В эфир уже начал кричать речевой информатор на самолёте, что на борту аварийный остаток топлива.

– Сто восьмой, дотянете до аэродрома? – запросил руководитель полётами.

– Островной, дотянем. Посадка с ходу, снижение… снижение рассчитываю с двадцати пяти километров, – тяжело произнёс Валера.

Даже не могу себе представить, что там в кабине у моего командира звена. Такое ощущение, что он серьёзно ранен и из последних сил держится в сознании.

Вместе приступили к снижению. Постепенно убираю обороты и ручку отклоняю на себя. Полосу видно на большом расстоянии в такую светлую ночь, и она нас приветливо встречает огнями подхода и прожекторами.

– Островной, Сто девятый, дальний прошли, посадка парой.

– Сто девятый, посадку разрешаю, ветер боковой справа до шести метров, – выдал условия руководитель полётами.

Валера начал проседать. Его МиГ продолжал покачиваться из стороны в сторону, так и норовя задеть меня и сесть до полосы. С такой амплитудой мне опасно с ним заходить на посадку, но, возможно, только наблюдая меня справа от себя, он может сесть.

Лишь после ближнего привода, Гаврюк выровнялся. Касание у него вышло жёсткое, но в пределах ограничений по прочности конструкции. Я же выпустил тормозной сразу после касания, а вот мой ведущий ещё бежал несколько сотен метров, прежде чем начать тормозить и за ним появился оранжево-белый купол. Остановился Валера в самом конце полосы.

– Выключаюсь. Скорую подгоните… сюда, – произнёс он в эфир.

Я как можно быстрее срулил с полосы на стоянку, чтобы иметь возможность добежать до самолёта напарника. Да не тут-то было! Мест свободных в Бокайды нынче немного. При первом взгляде на стоянку можно сделать вывод, что техники сюда нагнали – мама не горюй! Помимо местного полка истребителей МиГ-23 ещё и Су-17, вертолёты и пара Ил-76, которые загружаются техникой и личным составом прямо сейчас.
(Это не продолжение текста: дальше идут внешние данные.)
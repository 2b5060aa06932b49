//! Widget errors and bulk-failure aggregation.
//!
//! Contract violations are reported immediately by the operation that
//! detects them. The only deferred errors are the ones collected while a
//! container visits every child: those end up in an [`AggregatedFailure`].

use std::error::Error as StdError;
use std::fmt;
use std::sync::Arc;

use fos_dom::DomError;

use crate::WidgetId;

/// Result type for widget operations
pub type WidgetResult<T> = Result<T, WidgetError>;

/// Widget operation errors
#[derive(Debug, Clone, thiserror::Error)]
pub enum WidgetError {
    #[error("Unknown widget: {0:?}")]
    UnknownWidget(WidgetId),

    #[error("Composite {0:?} is already initialized")]
    AlreadyInitialized(WidgetId),

    #[error("Composite {0:?} used before init_widget")]
    NotInitialized(WidgetId),

    #[error("Index {index} out of bounds (len {len})")]
    IndexOutOfBounds { index: usize, len: usize },

    #[error("Slot {slot} out of bounds (arity {arity})")]
    SlotOutOfBounds { slot: usize, arity: usize },

    #[error("Slot {slot} of {container:?} is empty")]
    SlotEmpty { container: WidgetId, slot: usize },

    #[error("{child:?} is not a child of {parent:?}")]
    NotAChild { parent: WidgetId, child: WidgetId },

    #[error("{0:?} does not support removing its children")]
    NotAContainer(WidgetId),

    #[error("Should only call on_attach when {0:?} is detached")]
    AlreadyAttached(WidgetId),

    #[error("Should only call on_detach when {0:?} is attached")]
    NotAttached(WidgetId),

    #[error("{0:?} is still attached")]
    StillAttached(WidgetId),

    #[error("{0:?} still has a parent")]
    HasParent(WidgetId),

    #[error("No more elements")]
    NoSuchElement,

    #[error("Illegal state: {0}")]
    IllegalState(&'static str),

    #[error(transparent)]
    Hook(#[from] HookError),

    #[error(transparent)]
    AttachDetach(#[from] AggregatedFailure),

    #[error("Surface error: {0}")]
    Surface(#[from] DomError),
}

impl WidgetError {
    /// Address identifying the underlying error value, if it has one.
    fn identity(&self) -> Option<*const ()> {
        match self {
            WidgetError::Hook(h) => Some(Arc::as_ptr(&h.0) as *const ()),
            WidgetError::AttachDetach(a) => Some(Arc::as_ptr(&a.causes) as *const ()),
            _ => None,
        }
    }

    /// Identity comparison: true only for clones of the same error value.
    pub fn same_as(&self, other: &WidgetError) -> bool {
        match (self.identity(), other.identity()) {
            (Some(a), Some(b)) => a == b,
            _ => false,
        }
    }
}

#[derive(Debug, thiserror::Error)]
#[error("{0}")]
struct Message(String);

/// Failure raised by a user hook (`on_load`, `on_unload`).
///
/// Clones share the same underlying value, so two children reporting the
/// same instance are recognised as one cause.
#[derive(Clone)]
pub struct HookError(Arc<dyn StdError + Send + Sync>);

impl HookError {
    pub fn new<E>(error: E) -> Self
    where
        E: StdError + Send + Sync + 'static,
    {
        HookError(Arc::new(error))
    }

    /// Hook failure carrying only a message
    pub fn msg(message: impl Into<String>) -> Self {
        HookError(Arc::new(Message(message.into())))
    }

    /// True if both handles point at the same error value
    pub fn same_as(&self, other: &HookError) -> bool {
        Arc::ptr_eq(&self.0, &other.0)
    }

    pub fn inner(&self) -> &(dyn StdError + Send + Sync + 'static) {
        &*self.0
    }
}

impl fmt::Debug for HookError {
    fn fmt(&self, f: &mut fmt::Formatter<'_>) -> fmt::Result {
        f.debug_tuple("HookError").field(&self.0).finish()
    }
}

impl fmt::Display for HookError {
    fn fmt(&self, f: &mut fmt::Formatter<'_>) -> fmt::Result {
        fmt::Display::fmt(&self.0, f)
    }
}

impl StdError for HookError {
    fn source(&self) -> Option<&(dyn StdError + 'static)> {
        self.0.source()
    }
}

impl From<&str> for HookError {
    fn from(message: &str) -> Self {
        HookError::msg(message)
    }
}

impl From<String> for HookError {
    fn from(message: String) -> Self {
        HookError::msg(message)
    }
}

/// Every failure collected during one bulk attach or detach visit.
///
/// Never empty. Causes keep the order in which children were visited.
#[derive(Debug, Clone)]
pub struct AggregatedFailure {
    causes: Arc<[WidgetError]>,
}

impl AggregatedFailure {
    pub fn causes(&self) -> &[WidgetError] {
        &self.causes
    }

    pub fn len(&self) -> usize {
        self.causes.len()
    }

    /// Always false; kept for symmetry with `len`
    pub fn is_empty(&self) -> bool {
        self.causes.is_empty()
    }

    /// Identity membership test
    pub fn contains(&self, error: &WidgetError) -> bool {
        self.causes.iter().any(|c| c.same_as(error))
    }
}

impl fmt::Display for AggregatedFailure {
    fn fmt(&self, f: &mut fmt::Formatter<'_>) -> fmt::Result {
        write!(f, "{} widget lifecycle failure(s)", self.causes.len())?;
        if let Some(first) = self.causes.first() {
            write!(f, "; first: {}", first)?;
        }
        Ok(())
    }
}

impl StdError for AggregatedFailure {
    fn source(&self) -> Option<&(dyn StdError + 'static)> {
        self.causes.first().map(|c| c as &(dyn StdError + 'static))
    }
}

/// Accumulator used while visiting children: each failure is kept, the
/// visit continues, and the set is turned into one error at the end.
#[derive(Debug, Default)]
pub struct FailureSet {
    causes: Vec<WidgetError>,
}

impl FailureSet {
    pub fn new() -> Self {
        Self::default()
    }

    /// Record a failure unless the same error value is already present
    pub fn push(&mut self, error: WidgetError) {
        if !self.causes.iter().any(|c| c.same_as(&error)) {
            self.causes.push(error);
        }
    }

    /// Record the error side of a result
    pub fn record(&mut self, result: WidgetResult<()>) {
        if let Err(e) = result {
            self.push(e);
        }
    }

    /// Apply `f` to every item, collecting failures instead of stopping
    pub fn visit_all<I, F>(items: I, mut f: F) -> WidgetResult<()>
    where
        I: IntoIterator,
        F: FnMut(I::Item) -> WidgetResult<()>,
    {
        let mut set = FailureSet::new();
        for item in items {
            set.record(f(item));
        }
        set.into_result()
    }

    pub fn len(&self) -> usize {
        self.causes.len()
    }

    pub fn is_empty(&self) -> bool {
        self.causes.is_empty()
    }

    /// `Ok` if nothing failed, otherwise a single aggregated error
    pub fn into_result(self) -> WidgetResult<()> {
        if self.causes.is_empty() {
            Ok(())
        } else {
            Err(WidgetError::AttachDetach(AggregatedFailure {
                causes: self.causes.into(),
            }))
        }
    }
}
//! Widget tree configuration

use serde::{Deserialize, Serialize};

/// How the root reacts when a bulk attach/detach below it reports failures
#[derive(Debug, Clone, Copy, PartialEq, Eq, Default, Serialize, Deserialize)]
#[serde(rename_all = "snake_case")]
pub enum FailurePolicy {
    /// Hand the aggregated failure back to the caller
    #[default]
    Propagate,
    /// Log the failure set and report success
    LogAndContinue,
}

/// Widget tree configuration options
#[derive(Debug, Clone, Serialize, Deserialize)]
#[serde(default)]
pub struct Config {
    /// Policy applied by root-level operations (adding to the root, teardown)
    pub failure_policy: FailurePolicy,

    /// Upper bound on deferred-command rounds run by one `finish_turn`
    pub max_deferred_rounds: usize,

    /// Tag used for the root element when the document has no body
    pub root_tag: String,
}

impl Default for Config {
    fn default() -> Self {
        Self {
            failure_policy: FailurePolicy::Propagate,
            max_deferred_rounds: 16,
            root_tag: "body".to_string(),
        }
    }
}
Несколько двадцать третьих уже запущены или рулят к полосе, чтобы уйти на задачу. Повернув голову на ВПП, я увидел, как отрывается пара этих самолётов, несмотря на стоящий в конце полосы самолёт Валеры.

По указанию руководителя полётами порулил я куда-то в район ТЭЧ. Остановили меня чёрт знает где. Быстро прибежать к Валере возможности не было.

Как только я выключил двигатель и вылез из кабины на влажный бетон стоянки, уже меня поджидала бригады технического состава.

– Чем помочь? – спросил у меня один из них. – Я инженер комплекса. На МиГ-21 раньше работал.

– Приветствую. Да у меня борт порядок. Остаток маленький только был. Напарника подбили слегка, – сказал я, пожимая инженеру руку. – Мне бы к нему попасть, – ткнул я пальцем в сторону торца ВПП, где вокруг борта Валеры собралось несколько машин.

– Там нечего делать. Откатят его всё равно сюда, чтоб я его смотрел и оценивал, – ответил мне инженер.

– Тогда мне нужно на КДП или в штаб. Сообщить своим, что мы сели у вас.

– Ооо, этого нет смысла делать! Вся дивизия уже в курсе, как вы геройствовали в горах. Говорят, над вершинами в сотне метров проходили, правда?

– Не знаю, дружище, – сказал я и стянул с головы шлем. – В темноте особо не видно.

Подшлемник пришлось выжимать от пота, а сама ДСка промокла насквозь. Вот что значит побывать в экстремальной ситуации. После приятных слов от технического состава, что все уже знают о нашем полёте, я даже загордился собой.

Когда снял перчатки, обнаружил, что руки слегка трясутся, и сил держать шлем почти нет. Ноги немного подкашивались, поэтому я просто присел на корточки, повернувшись к своему самолёту.

– Ну-с, хорошо поработали сегодня, – сказал я про себя и полностью опустился на бетон.